Cinderella 2000, Adamson’s 1977 sci-fi “epic”, was filmed in Todd AO, the same process as Oklahoma and Around the World in 80 Days. There the comparison ends. A musical comedy with the production values of a middle school play, the movie is a mash-up of Cinderella, Barbarella and Nigel Kneale’s The Year of the Sex Olympics but is even less witty than Flesh Gordon, Howard Ziehm’s execrable space farce from 1974. It does reveal a more playful side of Adamson which continued with 1978’s Sunset Cove, a dismal comedy that pre-dated the teen-sex comedies of the 80’s. That same year Al cobbled together Death Dimension in which he hit an action star trifecta, Enter the Dragon‘s Jim Kelly, Harold Sakata from Goldfinger and George Lazenby of On Her Majesty’s Secret Service – their presence had little effect on the quality of the typical Adamson production.
Al’s real last hurrah was Nurse Sherri a more lethargic than usual potboiler about a zaftig night nurse taken over by a supernatural force. More soft core porn than hard core horror, it was, naturally, later re-edited by Al with new footage featuring Carradine and Barry and dumped into theaters as Dr. Dracula.
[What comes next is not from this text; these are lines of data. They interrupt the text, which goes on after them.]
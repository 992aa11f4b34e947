//! Node process control.
//!
//! [`NodeControl`] is the seam between the lifecycle manager and whatever runs
//! the node. [`ProcessNodeControl`] launches real `dashd` processes with
//! `tokio::process`; tests use [`crate::test_utils::MockNode`].

use std::collections::HashMap;
use std::fmt;
use std::net::SocketAddr;
use std::path::{Path, PathBuf};
use std::process::Stdio;
use std::sync::Arc;
use std::sync::atomic::{AtomicU64, Ordering};

use async_trait::async_trait;
use tokio::io::{AsyncBufReadExt, BufReader};
use tokio::process::Command;
use tokio::sync::{Mutex, OnceCell, oneshot, watch};

use crate::config::NodeConfig;
use crate::error::{NodeError, NodeResult, RpcResult};
use crate::rpc::RpcClient;

/// Environment variable naming the node binary.
pub const DASHD_PATH_ENV: &str = "DASHD_PATH";

/// Identity of a launched node process.
#[derive(Debug, Clone, PartialEq, Eq)]
pub struct ProcessHandle {
    /// Unique within the control that issued it.
    pub id: u64,
    /// OS process id, when there is one.
    pub pid: Option<u32>,
    /// Address other nodes use to peer with this one.
    pub p2p_addr: SocketAddr,
    pub config: NodeConfig,
}

/// How a node process ended.
#[derive(Debug, Clone, PartialEq, Eq)]
pub struct ExitInfo {
    /// Exit code, `None` if the process was terminated by a signal.
    pub code: Option<i32>,
    pub detail: String,
}

impl ExitInfo {
    pub fn success(&self) -> bool {
        self.code == Some(0)
    }
}

impl fmt::Display for ExitInfo {
    fn fmt(&self, f: &mut fmt::Formatter<'_>) -> fmt::Result {
        match self.code {
            Some(code) => write!(f, "exit code {} ({})", code, self.detail),
            None => write!(f, "terminated ({})", self.detail),
        }
    }
}

impl From<std::process::ExitStatus> for ExitInfo {
    fn from(status: std::process::ExitStatus) -> Self {
        Self {
            code: status.code(),
            detail: status.to_string(),
        }
    }
}

/// Launches and supervises node processes.
#[async_trait]
pub trait NodeControl: Send + Sync {
    /// Spawns a node. Returns as soon as the process exists; it may not answer RPC yet.
    async fn start(&self, config: &NodeConfig) -> NodeResult<ProcessHandle>;

    /// Requests a graceful shutdown without waiting for the process to exit.
    async fn stop(&self, process: &ProcessHandle) -> NodeResult<()>;

    /// Terminates the process immediately.
    async fn kill(&self, process: &ProcessHandle) -> NodeResult<()>;

    async fn is_alive(&self, process: &ProcessHandle) -> bool;

    /// Exit information once the process has ended.
    async fn exit_status(&self, process: &ProcessHandle) -> Option<ExitInfo>;

    /// Opens an RPC client for the process. Fails while the node is not yet reachable.
    async fn connect_rpc(&self, process: &ProcessHandle) -> RpcResult<Arc<dyn RpcClient>>;
}

/// Opens RPC clients for real node processes.
#[async_trait]
pub trait RpcConnector: Send + Sync {
    async fn connect(&self, config: &NodeConfig) -> RpcResult<Arc<dyn RpcClient>>;
}

static EXECUTABLE: OnceCell<PathBuf> = OnceCell::const_new();

/// Path of the node binary, resolved once per process.
///
/// Concurrent first callers wait for a single resolution.
pub async fn executable_path() -> NodeResult<PathBuf> {
    executable_path_with(|| async { locate_executable() }).await
}

/// Like [`executable_path`] with a custom resolver, which runs at most once
/// per process.
pub async fn executable_path_with<F, Fut>(resolve: F) -> NodeResult<PathBuf>
where
    F: FnOnce() -> Fut,
    Fut: std::future::Future<Output = NodeResult<PathBuf>>,
{
    EXECUTABLE
        .get_or_try_init(|| async {
            let path = resolve().await?;
            tracing::info!("Using node executable {:?}", path);
            Ok(path)
        })
        .await
        .cloned()
}

fn locate_executable() -> NodeResult<PathBuf> {
    if let Some(path) = std::env::var_os(DASHD_PATH_ENV) {
        let path = PathBuf::from(path);
        return if path.is_file() {
            Ok(path)
        } else {
            Err(NodeError::Executable(format!("{DASHD_PATH_ENV} points to missing file {path:?}")))
        };
    }
    std::env::var_os("PATH")
        .and_then(|paths| {
            std::env::split_paths(&paths).map(|dir| dir.join("dashd")).find(|path| path.is_file())
        })
        .ok_or_else(|| NodeError::Executable(format!("dashd not found; set {DASHD_PATH_ENV}")))
}

struct ManagedProcess {
    kill: Option<oneshot::Sender<()>>,
    exit: watch::Receiver<Option<ExitInfo>>,
}

/// Runs nodes as child processes.
pub struct ProcessNodeControl {
    connector: Arc<dyn RpcConnector>,
    processes: Mutex<HashMap<u64, ManagedProcess>>,
    next_id: AtomicU64,
}

impl ProcessNodeControl {
    pub fn new(connector: Arc<dyn RpcConnector>) -> Self {
        Self {
            connector,
            processes: Mutex::new(HashMap::new()),
            next_id: AtomicU64::new(1),
        }
    }

    async fn resolve_executable(config: &NodeConfig) -> NodeResult<PathBuf> {
        match &config.executable {
            Some(path) => Ok(path.clone()),
            None => executable_path().await,
        }
    }

    async fn exit_receiver(
        &self,
        process: &ProcessHandle,
    ) -> NodeResult<watch::Receiver<Option<ExitInfo>>> {
        let processes = self.processes.lock().await;
        processes
            .get(&process.id)
            .map(|managed| managed.exit.clone())
            .ok_or(NodeError::UnknownProcess(process.id))
    }
}

fn ensure_data_dir(path: &Path) -> NodeResult<()> {
    std::fs::create_dir_all(path)?;
    Ok(())
}

#[async_trait]
impl NodeControl for ProcessNodeControl {
    async fn start(&self, config: &NodeConfig) -> NodeResult<ProcessHandle> {
        let executable = Self::resolve_executable(config).await?;
        ensure_data_dir(&config.data_dir)?;

        tracing::info!("Starting node...");
        tracing::info!("  Binary: {:?}", executable);
        tracing::info!("  Datadir: {:?}", config.data_dir);
        tracing::info!("  P2P: {}", config.listen);
        tracing::info!("  RPC: {}", config.rpc_listen);

        let mut child = Command::new(&executable)
            .args(config.args())
            .stdout(Stdio::null())
            .stderr(Stdio::piped())
            .kill_on_drop(true)
            .spawn()?;
        let pid = child.id();

        if let Some(stderr) = child.stderr.take() {
            tokio::spawn(async move {
                let mut reader = BufReader::new(stderr).lines();
                while let Ok(Some(line)) = reader.next_line().await {
                    tracing::debug!("dashd stderr: {}", line);
                }
            });
        }

        let (kill_tx, kill_rx) = oneshot::channel::<()>();
        let (exit_tx, exit_rx) = watch::channel(None);
        let id = self.next_id.fetch_add(1, Ordering::Relaxed);

        // Owns the child until it exits, publishing the exit status.
        tokio::spawn(async move {
            let exited = tokio::select! {
                status = child.wait() => Some(status),
                _ = kill_rx => None,
            };
            let status = match exited {
                Some(status) => status,
                None => {
                    if let Err(e) = child.start_kill() {
                        tracing::warn!("failed to kill node process {}: {}", id, e);
                    }
                    child.wait().await
                }
            };
            let info = match status {
                Ok(status) => ExitInfo::from(status),
                Err(e) => ExitInfo {
                    code: None,
                    detail: format!("wait failed: {e}"),
                },
            };
            tracing::debug!("node process {} exited: {}", id, info);
            let _ = exit_tx.send(Some(info));
        });

        self.processes.lock().await.insert(
            id,
            ManagedProcess {
                kill: Some(kill_tx),
                exit: exit_rx,
            },
        );

        Ok(ProcessHandle {
            id,
            pid,
            p2p_addr: config.listen,
            config: config.clone(),
        })
    }

    async fn stop(&self, process: &ProcessHandle) -> NodeResult<()> {
        self.exit_receiver(process).await?;
        // dashd shuts down cleanly on the `stop` RPC.
        match self.connect_rpc(process).await {
            Ok(rpc) => {
                if let Err(e) = rpc.stop_node().await {
                    tracing::debug!("stop request to node process {} failed: {}", process.id, e);
                }
            }
            Err(e) => tracing::debug!("cannot reach node process {} to stop it: {}", process.id, e),
        }
        Ok(())
    }

    async fn kill(&self, process: &ProcessHandle) -> NodeResult<()> {
        let mut processes = self.processes.lock().await;
        let managed = processes.get_mut(&process.id).ok_or(NodeError::UnknownProcess(process.id))?;
        if let Some(kill) = managed.kill.take() {
            let _ = kill.send(());
        }
        Ok(())
    }

    async fn is_alive(&self, process: &ProcessHandle) -> bool {
        match self.exit_receiver(process).await {
            Ok(exit) => exit.borrow().is_none(),
            Err(_) => false,
        }
    }

    async fn exit_status(&self, process: &ProcessHandle) -> Option<ExitInfo> {
        self.exit_receiver(process).await.ok().and_then(|exit| exit.borrow().clone())
    }

    async fn connect_rpc(&self, process: &ProcessHandle) -> RpcResult<Arc<dyn RpcClient>> {
        self.connector.connect(&process.config).await
    }
}

#[cfg(test)]
mod tests {
    use super::*;
    use crate::chain_params::ChainParams;
    use crate::error::RpcError;
    use std::time::Duration;

    struct Refusing;

    #[async_trait]
    impl RpcConnector for Refusing {
        async fn connect(&self, _config: &NodeConfig) -> RpcResult<Arc<dyn RpcClient>> {
            Err(RpcError::Connection("connection refused".to_string()))
        }
    }

    #[tokio::test]
    async fn executable_resolved_once() {
        let first = executable_path_with(|| async { Ok(PathBuf::from("/opt/dash/bin/dashd")) })
            .await
            .unwrap();
        let second = executable_path_with(|| async {
            Err(NodeError::Executable("resolver ran twice".to_string()))
        })
        .await
        .unwrap();
        assert_eq!(first, second);
    }

    #[test]
    fn exit_info_display() {
        let exit = ExitInfo {
            code: Some(1),
            detail: "exit status: 1".to_string(),
        };
        assert!(!exit.success());
        assert_eq!(exit.to_string(), "exit code 1 (exit status: 1)");
    }

    #[tokio::test]
    async fn unknown_process_rejected() {
        let control = ProcessNodeControl::new(Arc::new(Refusing));
        let config = NodeConfig::new(&ChainParams::regtest(), "/tmp/unused");
        let process = ProcessHandle {
            id: 42,
            pid: None,
            p2p_addr: config.listen,
            config,
        };
        assert!(matches!(control.kill(&process).await, Err(NodeError::UnknownProcess(42))));
        assert!(matches!(control.stop(&process).await, Err(NodeError::UnknownProcess(42))));
        assert!(!control.is_alive(&process).await);
        assert_eq!(control.exit_status(&process).await, None);
    }

    #[cfg(unix)]
    #[tokio::test]
    async fn process_exit_is_observed() {
        let dir = tempfile::tempdir().unwrap();
        let config = NodeConfig::ephemeral(&ChainParams::regtest(), dir.path().join("node"))
            .unwrap()
            .with_executable("/bin/false");
        let control = ProcessNodeControl::new(Arc::new(Refusing));

        let process = control.start(&config).await.unwrap();
        assert!(dir.path().join("node").is_dir());

        let exit = tokio::time::timeout(Duration::from_secs(10), async {
            loop {
                if let Some(exit) = control.exit_status(&process).await {
                    return exit;
                }
                tokio::time::sleep(Duration::from_millis(20)).await;
            }
        })
        .await
        .unwrap();
        assert_eq!(exit.code, Some(1));
        assert!(!control.is_alive(&process).await);
        assert!(matches!(control.connect_rpc(&process).await, Err(RpcError::Connection(_))));
    }
}
//! In-memory HD wallet embedded in the harness.
//!
//! [`MemWallet`] puts the [`KeyRing`] and [`Ledger`] behind one
//! `tokio::sync::RwLock`. Address allocation, notification intake and
//! transaction construction take the write lock; balance queries take the
//! read lock. Chain notifications are pulled from the attached node by
//! [`MemWallet::refresh`], which the sync controller calls before every
//! wallet-dependent poll.

pub mod coin_selection;
pub mod fee;
pub mod keyring;
pub mod ledger;
pub mod signer;
pub mod transaction_builder;

use std::sync::Arc;

use dashcore::consensus::encode;
use dashcore::{Address, BlockHash, OutPoint, Txid};
use tokio::sync::mpsc::error::TryRecvError;
use tokio::sync::{Mutex, RwLock};

pub use coin_selection::{CoinSelector, SelectionResult};
pub use fee::{DUST_THRESHOLD, FeeRate};
pub use keyring::{DerivedKey, KeyRing, SEED_LEN, Seed};
pub use ledger::{Ledger, PendingSpend, TrackedOutput};
pub use signer::SignatureError;
pub use transaction_builder::{CreatedTransaction, TransactionBuilder};

use crate::chain_params::ChainParams;
use crate::error::{HarnessError, Result, WalletError, WalletResult};
use crate::rpc::{ChainNotification, NotificationReceiver, RpcClient};

/// Key ring and ledger, always locked together.
#[derive(Debug)]
pub struct WalletState {
    pub keyring: KeyRing,
    pub ledger: Ledger,
}

/// The harness wallet.
pub struct MemWallet {
    state: RwLock<WalletState>,
    coinbase_address: Address,
    rpc: RwLock<Option<Arc<dyn RpcClient>>>,
    notifications: Mutex<Option<NotificationReceiver>>,
}

impl MemWallet {
    /// Creates a wallet and reserves its first address for coinbase payouts.
    pub fn new(seed: &Seed, params: ChainParams) -> WalletResult<Self> {
        let mut keyring = KeyRing::new(seed, params.clone())?;
        let mut ledger = Ledger::new(params);
        let coinbase_address = keyring.new_address()?;
        ledger.watch(coinbase_address.clone());

        Ok(Self {
            state: RwLock::new(WalletState {
                keyring,
                ledger,
            }),
            coinbase_address,
            rpc: RwLock::new(None),
            notifications: Mutex::new(None),
        })
    }

    /// Wallet for harness number `id`.
    pub fn for_harness(id: u32, params: ChainParams) -> WalletResult<Self> {
        Self::new(&Seed::for_harness(id), params)
    }

    /// Address that receives the rewards of blocks mined by the harness.
    pub fn coinbase_address(&self) -> &Address {
        &self.coinbase_address
    }

    pub async fn new_address(&self) -> WalletResult<Address> {
        let mut state = self.state.write().await;
        let address = state.keyring.new_address()?;
        state.ledger.watch(address.clone());
        Ok(address)
    }

    pub async fn balance(&self, address: &Address, min_confirmations: u32) -> u64 {
        self.state.read().await.ledger.balance(address, min_confirmations)
    }

    pub async fn total_balance(&self, min_confirmations: u32) -> u64 {
        self.state.read().await.ledger.total_balance(min_confirmations)
    }

    /// Spendable balance with at least one confirmation.
    pub async fn confirmed_balance(&self) -> u64 {
        self.total_balance(1).await
    }

    pub async fn spendable_outputs(&self, min_confirmations: u32) -> Vec<TrackedOutput> {
        let state = self.state.read().await;
        state.ledger.spendable_outputs(min_confirmations).into_iter().cloned().collect()
    }

    /// Height of the last block the wallet ingested.
    pub async fn synced_height(&self) -> u32 {
        self.state.read().await.ledger.tip_height()
    }

    /// Hash of the block the wallet ingested at `height`, if it is on the wallet's chain.
    pub async fn block_hash(&self, height: u32) -> Option<BlockHash> {
        self.state.read().await.ledger.block_hash(height)
    }

    /// Applies a notification directly, bypassing the attached node.
    pub async fn ingest(&self, notification: &ChainNotification) {
        self.state.write().await.ledger.ingest(notification);
    }

    /// Runs `f` with shared access to the wallet state.
    pub async fn with_state<T>(&self, f: impl FnOnce(&WalletState) -> T) -> T {
        f(&*self.state.read().await)
    }

    /// Funds and signs a payment, reserving its inputs.
    pub async fn create_transaction(
        &self,
        outputs: &[(Address, u64)],
        fee_rate: FeeRate,
    ) -> WalletResult<CreatedTransaction> {
        let builder = outputs.iter().try_fold(
            TransactionBuilder::new().set_fee_rate(fee_rate),
            |builder, (address, amount)| builder.add_output(address, *amount),
        )?;
        self.build(builder).await
    }

    /// Runs a preconfigured builder under the wallet's write lock.
    pub async fn build(&self, builder: TransactionBuilder) -> WalletResult<CreatedTransaction> {
        let mut guard = self.state.write().await;
        let WalletState {
            keyring,
            ledger,
        } = &mut *guard;
        builder.build(keyring, ledger)
    }

    /// Creates a payment and submits it to the attached node.
    ///
    /// If the node rejects it, the reserved inputs are released again.
    pub async fn send_outputs(
        &self,
        outputs: &[(Address, u64)],
        fee_rate: FeeRate,
    ) -> WalletResult<Txid> {
        let rpc = self.rpc().await.ok_or(WalletError::NotAttached)?;
        let created = self.create_transaction(outputs, fee_rate).await?;
        let bytes = encode::serialize(&created.transaction);

        match rpc.send_raw_transaction(&bytes).await {
            Ok(txid) => {
                tracing::debug!("broadcast transaction {}", txid);
                Ok(txid)
            }
            Err(source) => {
                let released = self.state.write().await.ledger.release(&created.txid);
                tracing::warn!(
                    "transaction {} rejected ({}), released {} outputs",
                    created.txid,
                    source,
                    released.len()
                );
                Err(WalletError::Broadcast {
                    txid: created.txid,
                    source,
                })
            }
        }
    }

    /// Returns outputs reserved by transactions that were never broadcast.
    pub async fn unlock_outputs(&self, outpoints: &[OutPoint]) -> usize {
        self.state.write().await.ledger.unlock(outpoints)
    }

    /// Subscribes to the node's chain notifications.
    pub async fn attach(&self, rpc: Arc<dyn RpcClient>) -> Result<()> {
        let receiver = rpc.subscribe_chain_notifications().await?;
        *self.notifications.lock().await = Some(receiver);
        *self.rpc.write().await = Some(rpc);
        Ok(())
    }

    pub async fn rpc(&self) -> Option<Arc<dyn RpcClient>> {
        self.rpc.read().await.clone()
    }

    /// Drains pending chain notifications into the ledger.
    ///
    /// A closed stream is re-subscribed; the new stream replays the active chain,
    /// which ingestion tolerates. Returns the number of notifications applied.
    pub async fn refresh(&self) -> Result<usize> {
        let mut notifications = self.notifications.lock().await;
        let mut pending = Vec::new();
        let mut resubscribed = false;

        loop {
            let Some(receiver) = notifications.as_mut() else {
                return Err(HarnessError::Wallet(WalletError::NotAttached));
            };
            match receiver.try_recv() {
                Ok(notification) => pending.push(notification),
                Err(TryRecvError::Empty) => break,
                Err(TryRecvError::Disconnected) if !resubscribed => {
                    let rpc = self.rpc().await.ok_or(WalletError::NotAttached)?;
                    tracing::info!("chain notification stream closed, resubscribing");
                    *notifications = Some(rpc.subscribe_chain_notifications().await?);
                    resubscribed = true;
                }
                Err(TryRecvError::Disconnected) => break,
            }
        }

        if !pending.is_empty() {
            let mut state = self.state.write().await;
            for notification in &pending {
                state.ledger.ingest(notification);
            }
            tracing::trace!(
                "ingested {} notifications, wallet at height {}",
                pending.len(),
                state.ledger.tip_height()
            );
        }
        Ok(pending.len())
    }
}

impl std::fmt::Debug for MemWallet {
    fn fmt(&self, f: &mut std::fmt::Formatter<'_>) -> std::fmt::Result {
        f.debug_struct("MemWallet")
            .field("coinbase_address", &self.coinbase_address)
            .finish_non_exhaustive()
    }
}

#[cfg(test)]
mod tests {
    use super::*;
    use dashcore::hashes::Hash;
    use dashcore::{ScriptBuf, Transaction, TxIn, TxOut, Witness};

    fn fund(to: &Address, value: u64, height: u32) -> ChainNotification {
        let input = TxIn {
            previous_output: OutPoint::null(),
            script_sig: ScriptBuf::from(height.to_le_bytes().to_vec()),
            sequence: 0xffffffff,
            witness: Witness::default(),
        };
        ChainNotification::BlockConnected {
            height,
            hash: BlockHash::hash(&height.to_le_bytes()),
            transactions: vec![Transaction {
                version: 3,
                lock_time: 0,
                input: vec![input],
                output: vec![TxOut {
                    value,
                    script_pubkey: to.script_pubkey(),
                }],
                special_transaction_payload: None,
            }],
        }
    }

    fn wallet() -> MemWallet {
        MemWallet::for_harness(21, ChainParams::regtest().with_coinbase_maturity(1)).unwrap()
    }

    #[tokio::test]
    async fn addresses_are_watched() {
        let wallet = wallet();
        let address = wallet.new_address().await.unwrap();
        assert_ne!(&address, wallet.coinbase_address());

        wallet.ingest(&fund(&address, 1_000, 1)).await;
        wallet.ingest(&fund(&address, 2_000, 2)).await;
        assert_eq!(wallet.balance(&address, 1).await, 1_000);
        assert_eq!(wallet.balance(&address, 0).await, 1_000);
        assert_eq!(wallet.synced_height().await, 2);
        assert_eq!(wallet.block_hash(2).await, Some(BlockHash::hash(&2u32.to_le_bytes())));
        assert_eq!(wallet.block_hash(3).await, None);
    }

    #[tokio::test]
    async fn concurrent_creates_do_not_double_spend() {
        let wallet = Arc::new(wallet());
        let address = wallet.coinbase_address().clone();
        wallet.ingest(&fund(&address, 10_000_000, 1)).await;
        wallet
            .ingest(&ChainNotification::BlockConnected {
                height: 2,
                hash: BlockHash::hash(b"empty"),
                transactions: vec![],
            })
            .await;
        assert_eq!(wallet.confirmed_balance().await, 10_000_000);

        let target = wallet.new_address().await.unwrap();
        let tasks: Vec<_> = (0..2)
            .map(|_| {
                let wallet = Arc::clone(&wallet);
                let outputs = [(target.clone(), 6_000_000)];
                tokio::spawn(async move {
                    wallet.create_transaction(&outputs, FeeRate::normal()).await
                })
            })
            .collect();

        let mut successes = 0;
        for task in tasks {
            match task.await.unwrap() {
                Ok(_) => successes += 1,
                Err(err) => assert!(matches!(err, WalletError::InsufficientFunds { .. })),
            }
        }
        assert_eq!(successes, 1);
    }

    #[tokio::test]
    async fn send_requires_attached_node() {
        let wallet = wallet();
        let target = wallet.new_address().await.unwrap();
        assert!(matches!(
            wallet.send_outputs(&[(target, 1_000)], FeeRate::normal()).await,
            Err(WalletError::NotAttached)
        ));
        assert!(matches!(
            wallet.refresh().await,
            Err(HarnessError::Wallet(WalletError::NotAttached))
        ));
    }
}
By the late 80’s the grindhouse era had become a distant memory so Al began a slow turn toward family fare with Carnival Magic and a little girl lost saga called Lost starring Sandra Dee and Jack Elam (it was Dee’s last film). He did the bumper segments for a TV pilot called Chuck Conners’ Great Western Theater which, in true Adamson style, consisted of patched together episodes of Branded and The Guns of Will Sonnet. Other projects were begun but never finished including another family-friendly effort, The Happy Hobo.
In 1992 Al was hit hard by the death of his wife Regina Carrol. In an effort to restore his friend’s spirits, Sherman suggested shooting footage for a film about UFOs and alien abductions. The aimless project never gathered steam and it would be Al’s final shot at a real movie. In 1995 Adamson went missing. Five weeks later his body was found buried beneath his hot tub, murdered by the man Al had contracted to renovate his home. Which brings us full circle to Glenn Erickson’s review of the documentary that takes a detailed look at the tragedy.
With this box set, Severin dares other home video companies to try and top them – counting both the features and supplements the set houses over 47 hours of material. The majority of the films look tremendous with bright, candy-colored hues and rich texture. Due to Al’s frequent use of unsynchronized audio the dialog can sound muffled but Severin has captioned each film. The extras are a tale in themselves bringing together commentaries from Sam Sherman, interviews with Adamson’s actors, the Adamson-directed scenes of Bedroom Stewardesses and Dr. Dracula, documentaries galore and, snuggled inside the box alongside the beautifully designed disc sleeves, The Blood and Flesh Files, a 126 page book full of photos and facts with detailed info on the films, their production histories and many permutations.